Al mismo tiempo que hizo estas concesiones, Carlos III maniobró para retomar el control de la situación nombrando al conde de Aranda, un enemigo declarado de los jesuitas, para presidir el Concejo de Castilla en lugar de Diego de Rojas, cuya conducta fue muy sospechosa durante los disturbios de Madrid.

Aranda recibió su educación en Bolonia y en la Academia Militar de Parma, y tenía buena experiencia en el servicio público como embajador en Polonia y como secretario de Guerra. Al momento de su nombramiento era capitán general de Valencia. No sólo lo nombraron presidente del Concejo de Castilla, sino también capitán general de Castilla la Nueva. Aranda era enemigo de los jesuitas, al igual que el viejo asesor italiano de Carlos III, Bernardo de Tanucci, quien seguido los denunció porque "los jesuitas son siempre lo mismo, dondequiera sediciosos, enemigos de las soberanías y de las naciones, ladrones públicos, llenos de vicios y en general, ateos".(19)

Agustinos vs. jesuitas

El conflicto que surgió en los 1700 entre los borbones y los jesuitas era, de hecho, una lucha que se remontaba a los esfuerzos del cardenal Nicolás de Cusa (1401-1464) por reformar la Iglesia y fomentar la creación de Estados nacionales soberanos, para liberar a la Iglesia del control de la oligarquía feudal veneciana. Donde Cusa expresa mejor estas ideas es en su Concordantia cathólica de 1433. Cusa denunció la fraudulenta "Donación de Constantino", que justificaba el control ultramontano de la Iglesia sobre los asuntos de los Estados.

Después, durante el Concilio de Trento de 1545-1563 y la supuesta "Contrarreforma" que le siguió, los jesuitas desempeñaron un papel crucial en la defensa de los poderes ultramontanos de la Iglesia, en oposición al surgimiento de las naciones soberanas, que empezó con Luis XI de Francia y Enrique VII de Inglaterra.

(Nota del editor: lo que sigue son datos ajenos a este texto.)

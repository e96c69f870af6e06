use chrono::{DateTime, NaiveDate};

#[cfg(feature = "web")]
pub fn pad2(n: i32) -> String {
    if n < 10 {
        format!("0{}", n)
    } else {
        n.to_string()
    }
}

/// Formats the upstream `date_echeance` for display.
/// `2024-05-10` -> `10/05/2024`, RFC 3339 -> `10/05/2024 14:00`, anything else unchanged.
pub fn format_valid_at(raw: &str) -> String {
    let raw = raw.trim();
    if let Ok(d) = NaiveDate::parse_from_str(raw, "%Y-%m-%d") {
        return d.format("%d/%m/%Y").to_string();
    }
    if let Ok(dt) = DateTime::parse_from_rfc3339(raw) {
        return dt.format("%d/%m/%Y %H:%M").to_string();
    }
    raw.to_string()
}

// Browser local time; chrono's clock is not wired to JS here.
#[cfg(feature = "web")]
pub fn clock_now() -> String {
    let d = js_sys::Date::new_0();
    format!(
        "{}:{}:{}",
        pad2(d.get_hours() as i32),
        pad2(d.get_minutes() as i32),
        pad2(d.get_seconds() as i32)
    )
}

#[cfg(not(feature = "web"))]
pub fn clock_now() -> String {
    chrono::Local::now().format("%H:%M:%S").to_string()
}

pub fn format_concentration(value: f64) -> String {
    if value.fract() == 0.0 {
        format!("{}", value as i64)
    } else {
        format!("{:.1}", value)
    }
}
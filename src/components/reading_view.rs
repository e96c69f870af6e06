use dioxus::prelude::*;

use crate::components::Legend;
use crate::shared::index_status::status_for_index;
use crate::shared::types::{AirQualityReading, PollutantReading};
use crate::utils::format::{format_concentration, format_valid_at};

#[allow(non_snake_case)]
#[component]
pub fn ReadingView(reading: AirQualityReading) -> Element {
    let shown_date = format_valid_at(&reading.valid_at);

    rsx! {
        div { class: "reading",
            // Overall index
            div { class: "overall",
                h2 { class: "commune", "{reading.commune_name}" }
                div { class: "overall-badge", style: "background-color: {reading.overall_color}",
                    "{reading.overall_qualifier}"
                }
                p { class: "overall-index", "Indice global : {reading.overall_index}" }
                time { class: "valid-at", datetime: "{reading.valid_at}", "{shown_date}" }
            }
            // One badge per pollutant
            div { class: "pollutants",
                h3 { class: "section-title", "Détail par polluant" }
                div { class: "pollutant-row",
                    for (i, pollutant) in reading.sub_indices.iter().enumerate() {
                        PollutantBadge { key: "{i}", pollutant: pollutant.clone() }
                    }
                }
            }
            Legend {}
        }
    }
}

#[allow(non_snake_case)]
#[component]
pub fn PollutantBadge(pollutant: PollutantReading) -> Element {
    let status = status_for_index(pollutant.pollutant_index);
    let index_text = pollutant
        .pollutant_index
        .map(|i| i.to_string())
        .unwrap_or_else(|| "-".to_string());
    let concentration = pollutant
        .concentration
        .map(|c| format!("Concentration : {}", format_concentration(c)));

    rsx! {
        div { class: "pollutant",
            div { class: "pollutant-badge", style: "background-color: {status.color}", title: concentration,
                "{pollutant.pollutant_name}"
            }
            div { class: "pollutant-index", "Indice {index_text}" }
            div { class: "pollutant-label", "{status.label}" }
        }
    }
}
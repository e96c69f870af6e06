use dioxus::prelude::*;

use crate::components::Dashboard;
use crate::MAIN_CSS;

#[allow(non_snake_case)]
#[component]
pub fn App() -> Element {
    rsx! {
        document::Stylesheet { href: MAIN_CSS }
        document::Title { "Qualité de l'air - Lyon" }
        document::Meta { name: "viewport", content: "width=device-width, initial-scale=1" }
        document::Meta { name: "theme-color", content: "#f3f4f6" } // gray-100
        // Page container
        div { class: "page",
            div { class: "container",
                h1 { class: "title", "Qualité de l'air - Lyon" }
                Dashboard {}
            }
        }
    }
}
use serde::{Deserialize, Deserializer, Serialize};

pub const DEFAULT_COMMUNE_INSEE: &str = "69123"; // Lyon

/// Response shape of the Atmo AURA `indices/atmo` endpoint, as relayed by the proxy.
#[derive(Debug, Clone, PartialEq, Default, Serialize, Deserialize)]
pub struct AirQualityEnvelope {
    #[serde(default, deserialize_with = "null_as_default")]
    pub success: bool,
    #[serde(default, deserialize_with = "null_as_default")]
    pub data: Vec<AirQualityReading>,
}

// Upstream fields may be missing or null; both read as the field's default
// (index 0 is "unavailable").
#[derive(Debug, Clone, PartialEq, Serialize, Deserialize)]
pub struct AirQualityReading {
    #[serde(rename = "code_insee", default = "default_commune", deserialize_with = "null_as_commune")]
    pub commune_insee_code: String,
    #[serde(rename = "indice", default, deserialize_with = "null_as_default")]
    pub overall_index: i32,
    #[serde(rename = "qualificatif", default, deserialize_with = "null_as_default")]
    pub overall_qualifier: String,
    #[serde(rename = "couleur_html", default, deserialize_with = "null_as_default")]
    pub overall_color: String,
    #[serde(rename = "commune_nom", default, deserialize_with = "null_as_default")]
    pub commune_name: String,
    #[serde(rename = "date_echeance", default, deserialize_with = "null_as_default")]
    pub valid_at: String,
    #[serde(rename = "sous_indices", default, deserialize_with = "null_as_default")]
    pub sub_indices: Vec<PollutantReading>,
}

#[derive(Debug, Clone, PartialEq, Serialize, Deserialize)]
pub struct PollutantReading {
    #[serde(rename = "polluant_nom", default, deserialize_with = "null_as_default")]
    pub pollutant_name: String,
    #[serde(default)]
    pub concentration: Option<f64>, // upstream unit
    #[serde(rename = "indice", default)]
    pub pollutant_index: Option<i32>,
}

fn default_commune() -> String {
    DEFAULT_COMMUNE_INSEE.to_string()
}

fn null_as_default<'de, D, T>(deserializer: D) -> Result<T, D::Error>
where
    D: Deserializer<'de>,
    T: Default + Deserialize<'de>,
{
    Ok(Option::<T>::deserialize(deserializer)?.unwrap_or_default())
}

fn null_as_commune<'de, D>(deserializer: D) -> Result<String, D::Error>
where
    D: Deserializer<'de>,
{
    Ok(Option::<String>::deserialize(deserializer)?.unwrap_or_else(default_commune))
}
use std::fmt::Display;

use dioxus::logger::tracing::error;

use crate::shared::types::{AirQualityEnvelope, AirQualityReading};

#[derive(Debug, Clone, Copy, PartialEq, Eq)]
pub enum DashboardError {
    /// The call went through but carried no reading.
    NoData,
    /// The call itself failed.
    RequestFailed,
}

impl DashboardError {
    pub fn message(self) -> &'static str {
        match self {
            DashboardError::NoData => "Aucune donnée disponible",
            DashboardError::RequestFailed => "Erreur lors de la récupération des données",
        }
    }
}

/// What the dashboard shows. Entered as `Loading` on every fetch, then replaced
/// wholesale by the outcome.
#[derive(Debug, Clone, PartialEq)]
pub enum DashboardState {
    Loading,
    Error(DashboardError),
    Loaded(AirQualityReading),
}

impl DashboardState {
    pub fn from_fetch<E: Display>(outcome: Result<AirQualityEnvelope, E>) -> Self {
        match outcome {
            Ok(envelope) if envelope.success => match envelope.data.into_iter().next() {
                Some(reading) => DashboardState::Loaded(reading),
                None => DashboardState::Error(DashboardError::NoData),
            },
            Ok(_) => DashboardState::Error(DashboardError::NoData),
            Err(e) => {
                error!("[dashboard] air quality fetch failed: {e}");
                DashboardState::Error(DashboardError::RequestFailed)
            }
        }
    }

    pub fn is_loading(&self) -> bool {
        matches!(self, DashboardState::Loading)
    }
}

La división filosófica en este conflicto era entre Platón, cuyas ideas reflejó san Agustín, y cuyas obras revivieron en Europa durante el Renacimiento Dorado, y Aristóteles, cuya perspectiva bestial sentó la base de la ideología de la oligarquía feudal y de sus agentes jesuitas. El asunto fundamental era el concepto del hombre y de la sociedad. Platón y san Agustín concebían al hombre creado a imagen viva del Creador y, por tanto, capaz de ejercer la cognición o pensamiento creativo. Los jesuitas, en la tradición de Aristóteles, negaban que la cognición caracterizara al hombre y, en cambio, insistían que sólo podía realizar un pensamiento lógico —la manipulación deductiva de los conceptos—, en última instancia derivado de la percepción sensorial.

Estas dos visiones contrarias fueron de la mayor importancia en la batalla por el desarrollo económico, y por la reforma educativa que ponía el acento en el descubrimiento científico y el progreso tecnológico. Así, cuando en el Renacimiento Cusa inauguró en efecto la ciencia moderna con su De docta ignorantia de 1449, sus oponentes aristotélicos actuaron casi de inmediato para suprimir su influencia.

En el siglo 18 este conflicto lo reflejó la lucha por el control de la dirección de la Iglesia católica, entre los agustinos y sus aliados franciscanos por un lado, y los jesuitas y sus aliados benedictinos por el otro. Los franciscanos seguían una filosofía agustiniana desde que san Buenaventura fue prior de la orden en 1257.

Todo ese siglo los jesuitas combatieron a los agustinos en torno a los escritos de san Agustín. En 1732 atacaron los trabajos del cardenal agustino Enrique Noris (1631-1704), a quien acusaron de jansenismo. En 1732, y luego en 1748, la Inquisición española incluyó en su lista negra varios escritos que defendían a Noris, y en ese último año los del propio cardenal, a pesar de las órdenes que emitió el Papa en su favor.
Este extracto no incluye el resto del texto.